- _Problem to solve_: Pull each line containing "Next" from the data.

(Items from a dataset)
· · · · ·

//! TCP (Transmission Control Protocol) implementation
//!
//! This module provides the TCP header codec and the pool of virtual
//! channels. A virtual channel is a minimal per-port endpoint: it is bound to
//! one local port for its whole life and serves one peer at a time. Channels
//! are never torn down; a finished exchange puts the channel back in LISTEN.
//!
//! The state machine that drives the channels lives in `iface::tcp`.

use std::net::Ipv4Addr;

use bitflags::bitflags;
use byteorder::{BigEndian, ByteOrder};

use crate::error::{NetError, NetResult};
use crate::network::checksum;
use crate::network::ipv4::{protocol, IP_DATA_LEN};

pub const TCP_HEADER_LEN: usize = 20;
pub const TCP_DATA_LEN: usize = IP_DATA_LEN - TCP_HEADER_LEN;
pub const TCP_WINDOW_SIZE: usize = TCP_DATA_LEN * 10;
pub const TCP_VC_NUM: usize = 64;

/// Port served by channel 0.
pub const HTTP_PORT: u16 = 80;
/// Channel `i > 0` serves `TCP_PORT_BASE + i`.
pub const TCP_PORT_BASE: u16 = 7999;

const PSEUDO_HEADER_LEN: usize = 12;

bitflags! {
    #[derive(Debug, Clone, Copy, PartialEq, Eq, Hash)]
    pub struct TcpFlags: u8 {
        const FIN = 0x01;
        const SYN = 0x02;
        const RST = 0x04;
        const PSH = 0x08;
        const ACK = 0x10;
        const URG = 0x20;
        const ECE = 0x40;
        const CWR = 0x80;
    }
}

/// TCP connection states as defined in RFC 793
#[derive(Debug, Clone, Copy, PartialEq, Eq)]
pub enum TcpState {
    Closed,
    Listen,
    SynSent,
    SynReceived,
    Established,
    FinWait1,
    Closing,
    FinWait2,
    TimeWait,
    CloseWait,
    LastAck,
}

/// TCP packet header structure
///
/// Represents the standard 20-byte TCP header as defined in RFC 793
#[derive(Debug, Clone, Copy, PartialEq, Eq)]
pub struct TcpHeader {
    pub src_port: u16,
    pub dst_port: u16,
    pub seq_number: u32,
    pub ack_number: u32,
    pub data_offset: u8, // Data offset (4 bits) + Reserved (3 bits) + NS (1 bit)
    pub flags: TcpFlags,
    pub window_size: u16,
    pub checksum: u16,
    pub urgent_ptr: u16,
}

impl TcpHeader {
    /// Header for an outgoing segment without options
    pub fn new(src_port: u16, dst_port: u16, seq_number: u32, ack_number: u32, flags: TcpFlags) -> Self {
        TcpHeader {
            src_port,
            dst_port,
            seq_number,
            ack_number,
            data_offset: ((TCP_HEADER_LEN >> 2) as u8) << 4,
            flags,
            window_size: TCP_WINDOW_SIZE as u16,
            checksum: 0,
            urgent_ptr: 0,
        }
    }

    /// Parse TCP header from byte slice
    ///
    /// Returns None if the data is too short to contain a valid TCP header
    pub fn from_bytes(data: &[u8]) -> Option<Self> {
        if data.len() < TCP_HEADER_LEN {
            return None;
        }

        Some(TcpHeader {
            src_port: BigEndian::read_u16(&data[0..2]),
            dst_port: BigEndian::read_u16(&data[2..4]),
            seq_number: BigEndian::read_u32(&data[4..8]),
            ack_number: BigEndian::read_u32(&data[8..12]),
            data_offset: data[12],
            flags: TcpFlags::from_bits_retain(data[13]),
            window_size: BigEndian::read_u16(&data[14..16]),
            checksum: BigEndian::read_u16(&data[16..18]),
            urgent_ptr: BigEndian::read_u16(&data[18..20]),
        })
    }

    /// Convert TCP header to bytes
    pub fn to_bytes(&self) -> [u8; TCP_HEADER_LEN] {
        let mut bytes = [0u8; TCP_HEADER_LEN];
        BigEndian::write_u16(&mut bytes[0..2], self.src_port);
        BigEndian::write_u16(&mut bytes[2..4], self.dst_port);
        BigEndian::write_u32(&mut bytes[4..8], self.seq_number);
        BigEndian::write_u32(&mut bytes[8..12], self.ack_number);
        bytes[12] = self.data_offset;
        bytes[13] = self.flags.bits();
        BigEndian::write_u16(&mut bytes[14..16], self.window_size);
        BigEndian::write_u16(&mut bytes[16..18], self.checksum);
        BigEndian::write_u16(&mut bytes[18..20], self.urgent_ptr);
        bytes
    }

    /// Get the data offset (header length) in bytes
    pub fn header_len(&self) -> usize {
        ((self.data_offset >> 4) as usize) * 4
    }
}

/// Checksum of `segment` (header with a zero checksum field, then data)
/// under the IPv4 pseudo-header
pub fn segment_checksum(src: Ipv4Addr, dst: Ipv4Addr, segment: &[u8]) -> u16 {
    let segment = &segment[..segment.len().min(IP_DATA_LEN)];
    let mut buf = [0u8; PSEUDO_HEADER_LEN + IP_DATA_LEN];

    buf[0..4].copy_from_slice(&src.octets());
    buf[4..8].copy_from_slice(&dst.octets());
    buf[8] = 0;
    buf[9] = protocol::TCP;
    BigEndian::write_u16(&mut buf[10..12], segment.len() as u16);
    buf[PSEUDO_HEADER_LEN..PSEUDO_HEADER_LEN + segment.len()].copy_from_slice(segment);

    checksum(&buf[..PSEUDO_HEADER_LEN + segment.len()])
}

#[derive(Debug, Clone, Copy, PartialEq, Eq)]
pub struct Endpoint {
    pub ip: Ipv4Addr,
    pub port: u16,
}

/// One per-port TCP endpoint
#[derive(Debug)]
pub struct VirtualChannel {
    pub(crate) state: TcpState,
    pub(crate) host: Endpoint,
    pub(crate) guest: Endpoint,
    pub(crate) seq: u32,
    pub(crate) ack: u32,
    buffer: Box<[u8]>,
    data_len: usize,
}

impl VirtualChannel {
    fn new(host: Endpoint, guest: Endpoint) -> Self {
        VirtualChannel {
            state: TcpState::Listen,
            host,
            guest,
            seq: 0,
            ack: 0,
            buffer: vec![0u8; TCP_WINDOW_SIZE].into_boxed_slice(),
            data_len: 0,
        }
    }

    pub fn state(&self) -> TcpState {
        self.state
    }

    pub fn host(&self) -> Endpoint {
        self.host
    }

    pub fn guest(&self) -> Endpoint {
        self.guest
    }

    /// Next sequence number we send.
    pub fn seq(&self) -> u32 {
        self.seq
    }

    /// Next sequence number we expect from the peer.
    pub fn ack(&self) -> u32 {
        self.ack
    }

    /// Bytes received since the last push.
    pub fn received(&self) -> &[u8] {
        &self.buffer[..self.data_len]
    }

    /// An incoming segment must continue exactly where we are.
    pub fn check_ack_seq(&self, seq_number: u32, ack_number: u32) -> bool {
        seq_number == self.ack && ack_number == self.seq
    }

    /// Append payload to the receive buffer. The buffer is left unchanged
    /// when the payload does not fit.
    pub(crate) fn append(&mut self, payload: &[u8]) -> NetResult<()> {
        if self.data_len + payload.len() >= TCP_WINDOW_SIZE {
            return Err(NetError::BufferOverflow);
        }
        self.buffer[self.data_len..self.data_len + payload.len()].copy_from_slice(payload);
        self.data_len += payload.len();
        Ok(())
    }

    pub(crate) fn clear_buffer(&mut self) {
        self.data_len = 0;
    }

    /// Drop everything past the first `len` buffered bytes.
    pub(crate) fn truncate(&mut self, len: usize) {
        self.data_len = self.data_len.min(len);
    }
}

/// The fixed pool of virtual channels
#[derive(Debug)]
pub struct TcpChannels {
    channels: Vec<VirtualChannel>,
    local_ip: Ipv4Addr,
    default_peer: Ipv4Addr,
}

impl TcpChannels {
    /// Bind every channel to its port, all in LISTEN
    pub fn new(local_ip: Ipv4Addr, default_peer: Ipv4Addr) -> Self {
        let channels = (0..TCP_VC_NUM)
            .map(|i| Self::bind(i, local_ip, default_peer))
            .collect();
        TcpChannels {
            channels,
            local_ip,
            default_peer,
        }
    }

    fn bind(index: usize, local_ip: Ipv4Addr, default_peer: Ipv4Addr) -> VirtualChannel {
        let (host_port, guest_port) = match index {
            0 => (HTTP_PORT, 8080),
            i => (TCP_PORT_BASE + i as u16, i as u16),
        };
        VirtualChannel::new(
            Endpoint {
                ip: local_ip,
                port: host_port,
            },
            Endpoint {
                ip: default_peer,
                port: guest_port,
            },
        )
    }

    /// Put channel `index` back to its initial binding in LISTEN
    pub(crate) fn reset(&mut self, index: usize) {
        if let Some(vc) = self.channels.get_mut(index) {
            *vc = Self::bind(index, self.local_ip, self.default_peer);
        }
    }

    /// Channel bound to local port `port`
    ///
    /// The peer address plays no part in the match, so a port serves one peer
    /// at a time.
    pub fn match_port(&self, port: u16) -> Option<usize> {
        self.channels.iter().position(|vc| vc.host.port == port)
    }

    pub fn channel(&self, index: usize) -> Option<&VirtualChannel> {
        self.channels.get(index)
    }

    pub(crate) fn channel_mut(&mut self, index: usize) -> Option<&mut VirtualChannel> {
        self.channels.get_mut(index)
    }

    pub fn len(&self) -> usize {
        self.channels.len()
    }

    pub fn is_empty(&self) -> bool {
        self.channels.is_empty()
    }
}

#[cfg(test)]
mod tests {
    use super::*;

    #[test]
    fn test_header_layout() {
        let header = TcpHeader::new(80, 51000, 1000, 2000, TcpFlags::SYN | TcpFlags::ACK);
        let bytes = header.to_bytes();
        assert_eq!(&bytes[0..4], &[0, 80, 0xc7, 0x38]);
        assert_eq!(bytes[12], 0x50);
        assert_eq!(bytes[13], 0x12);
        assert_eq!(header.header_len(), 20);
        assert_eq!(TcpHeader::from_bytes(&bytes), Some(header));
        assert!(TcpHeader::from_bytes(&bytes[..19]).is_none());
    }

    #[test]
    fn test_checksum_verifies_with_pseudo_header() {
        let src = Ipv4Addr::new(10, 0, 2, 15);
        let dst = Ipv4Addr::new(10, 0, 2, 2);
        let mut segment = TcpHeader::new(80, 51000, 1, 2, TcpFlags::ACK).to_bytes().to_vec();
        segment.extend_from_slice(b"odd");
        let sum = segment_checksum(src, dst, &segment);
        segment[16..18].copy_from_slice(&sum.to_be_bytes());
        assert_eq!(segment_checksum(src, dst, &segment), 0);
        assert_ne!(segment_checksum(dst, Ipv4Addr::new(10, 0, 2, 3), &segment), 0);
    }

    #[test]
    fn test_pool_binds_ports() {
        let pool = TcpChannels::new(Ipv4Addr::new(10, 0, 2, 15), Ipv4Addr::new(10, 0, 2, 2));
        assert_eq!(pool.len(), TCP_VC_NUM);
        assert_eq!(pool.match_port(80), Some(0));
        assert_eq!(pool.match_port(8000), Some(1));
        assert_eq!(pool.match_port(8062), Some(63));
        assert_eq!(pool.match_port(8063), None);
        assert_eq!(pool.match_port(22), None);

        let vc = pool.channel(1).unwrap();
        assert_eq!(vc.state(), TcpState::Listen);
        assert_eq!(vc.guest().port, 1);
        assert_eq!(vc.host().ip, Ipv4Addr::new(10, 0, 2, 15));
    }

    #[test]
    fn test_append_rejects_overflow_without_change() {
        let mut pool = TcpChannels::new(Ipv4Addr::LOCALHOST, Ipv4Addr::LOCALHOST);
        let vc = pool.channel_mut(0).unwrap();
        vc.append(b"GET / ").unwrap();

        let big = vec![b'x'; TCP_WINDOW_SIZE - 6];
        assert_eq!(vc.append(&big), Err(NetError::BufferOverflow));
        assert_eq!(vc.received(), b"GET / ");

        vc.clear_buffer();
        assert!(vc.received().is_empty());
    }

    #[test]
    fn test_check_ack_seq() {
        let mut pool = TcpChannels::new(Ipv4Addr::LOCALHOST, Ipv4Addr::LOCALHOST);
        let vc = pool.channel_mut(0).unwrap();
        vc.seq = 5;
        vc.ack = 9;
        assert!(vc.check_ack_seq(9, 5));
        assert!(!vc.check_ack_seq(5, 9));
        assert!(!vc.check_ack_seq(9, 6));
    }

    #[test]
    fn test_reset_restores_binding() {
        let mut pool = TcpChannels::new(Ipv4Addr::LOCALHOST, Ipv4Addr::new(10, 0, 2, 2));
        let vc = pool.channel_mut(3).unwrap();
        vc.state = TcpState::Closed;
        vc.guest.port = 4444;
        vc.append(b"left over").unwrap();

        pool.reset(3);
        let vc = pool.channel(3).unwrap();
        assert_eq!(vc.state(), TcpState::Listen);
        assert_eq!(vc.host().port, 8002);
        assert_eq!(vc.guest().port, 3);
        assert!(vc.received().is_empty());
    }
}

· · · · ·

- _Answer for the task_:
    /// Next sequence number we send.
    /// Next sequence number we expect from the peer.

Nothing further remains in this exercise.